Beautiful panels, too. And I thought the rosewood veneer I'm using on a small Jewewllry Box (WIP soon...) was nice! :roll: :wink: 

I also have trouble getting proportions right, even after drawing it out. It can pay to browse through several woodworking books (depending on what you have access to) and take ideas from other people's work.

As a general rule, I've learnt that if I'm not happy with or unsure about something I've designed, I need to change it - in the past, I've gone with certain ideas anyway and have been dissapointed with the end result.
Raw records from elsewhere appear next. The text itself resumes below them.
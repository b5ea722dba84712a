//! Scaffold Service - main application orchestrator.
//!
//! This service coordinates the whole materialisation run:
//! 1. Load the manifest from its source
//! 2. For every entry, ensure the parent directory chain exists
//! 3. Write the normalised body, overwriting whatever was there
//! 4. Report each write as it happens
//!
//! The run is fail-fast: the first error aborts it, and files written before
//! the failure are left in place.

use std::path::{Path, PathBuf};

use tracing::{debug, info, instrument, warn};

use crate::{
    application::ports::{Filesystem, ManifestSource, ProgressReporter},
    domain::{DomainValidator as validator, Manifest},
    error::{KitError, KitResult},
};

/// Outcome of a successful run.
#[derive(Debug, Clone, PartialEq, Eq)]
pub struct ScaffoldReport {
    pub base_dir: PathBuf,
    /// Every target written, in write order (duplicates included).
    pub written: Vec<PathBuf>,
    /// Distinct files present after the run.
    pub files_created: usize,
}

/// A write that would happen, computed without touching the filesystem.
#[derive(Debug, Clone, PartialEq, Eq)]
pub struct PlannedWrite {
    pub target: PathBuf,
    pub bytes: usize,
    /// `true` when a later entry targets the same path.
    pub overwritten_later: bool,
}

/// Main scaffolding service.
pub struct ScaffoldService {
    source: Box<dyn ManifestSource>,
    filesystem: Box<dyn Filesystem>,
}

impl ScaffoldService {
    /// Create a new scaffold service with the given adapters.
    ///
    /// # Example
    ///
    /// ```rust,ignore
    /// use kitgen_core::application::{ScaffoldService, ports::*};
    ///
    /// let service = ScaffoldService::new(
    ///     source,     // impl ManifestSource
    ///     filesystem, // impl Filesystem
    /// );
    /// ```
    pub fn new(source: Box<dyn ManifestSource>, filesystem: Box<dyn Filesystem>) -> Self {
        Self { source, filesystem }
    }

    /// Load the manifest and materialise it under `base_dir`.
    #[instrument(
        skip_all,
        fields(
            source = %self.source.name(),
            base_dir = %base_dir.as_ref().display()
        )
    )]
    pub fn scaffold(
        &self,
        base_dir: impl AsRef<Path>,
        reporter: &dyn ProgressReporter,
    ) -> KitResult<ScaffoldReport> {
        let manifest = self.load_manifest()?;
        self.write_manifest(&manifest, base_dir.as_ref(), reporter)
    }

    /// Materialise an already-loaded manifest under `base_dir`.
    pub fn write_manifest(
        &self,
        manifest: &Manifest,
        base_dir: &Path,
        reporter: &dyn ProgressReporter,
    ) -> KitResult<ScaffoldReport> {
        validator::validate_manifest(manifest).map_err(KitError::Domain)?;
        warn_duplicates(manifest);

        info!(
            manifest = manifest.name(),
            entries = manifest.len(),
            "Scaffolding spec kit"
        );

        let mut written = Vec::with_capacity(manifest.len());
        for entry in manifest {
            let target = entry.path.resolve(base_dir);

            if let Some(parent) = target.parent() {
                self.filesystem.create_dir_all(parent)?;
            }

            let content = entry.normalized_body();
            self.filesystem.write_file(&target, &content)?;
            debug!(path = %target.display(), bytes = content.len(), "File written");

            reporter.file_written(&target);
            written.push(target);
        }

        let report = ScaffoldReport {
            base_dir: base_dir.to_path_buf(),
            written,
            files_created: manifest.distinct_paths(),
        };

        info!(files = report.files_created, "Scaffold completed successfully");
        Ok(report)
    }

    /// Describe the run without writing anything.
    pub fn plan(&self, base_dir: impl AsRef<Path>) -> KitResult<Vec<PlannedWrite>> {
        let manifest = self.load_manifest()?;
        let base_dir = base_dir.as_ref();
        let entries = manifest.entries();

        Ok(entries
            .iter()
            .enumerate()
            .map(|(i, entry)| PlannedWrite {
                target: entry.path.resolve(base_dir),
                bytes: entry.normalized_body().len(),
                overwritten_later: entries[i + 1..].iter().any(|e| e.path == entry.path),
            })
            .collect())
    }

    /// Whether `base_dir` already exists; existing files will be overwritten.
    pub fn base_exists(&self, base_dir: impl AsRef<Path>) -> bool {
        self.filesystem.exists(base_dir.as_ref())
    }

    // -------------------------------------------------------------------------
    // Internal Helpers
    // -------------------------------------------------------------------------

    fn load_manifest(&self) -> KitResult<Manifest> {
        let manifest = self.source.load()?;
        debug!(
            source = self.source.name(),
            entries = manifest.len(),
            "Manifest loaded"
        );
        Ok(manifest)
    }
}

fn warn_duplicates(manifest: &Manifest) {
    for path in manifest.duplicate_paths() {
        warn!(path = %path, "Path listed more than once; the last entry wins");
    }
}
Guess we'll have to wait 'til the New Year now to see it finished - should be well worth the wait!


----------



## Bean (19 Dec 2007)

Astounding panels, this cabinet is going to look really good


----------



## seanybaby (8 Jan 2008)

Well, got it finished just after xmas. Hope you like.







































Personally i'm pretty happy with the result. The designing was quite a learning curve and getting the design into Sketchup was even a steeper learning curve :lol: 

So my criticisms of my own piece are the (stand) legs are too fat (cheers woodbloke) and they are obviously too big and you highlighted that for me. Although i did not make them thin enough! I realise now that the stiles on my door should have been wider and the legs on my stand should have been thinner, enabling them both to line up together to create a continuous line, from the bottom to the top of piece. Also knobs on the door don't quite work i think.

Please give some constructive comments, thanks very much. 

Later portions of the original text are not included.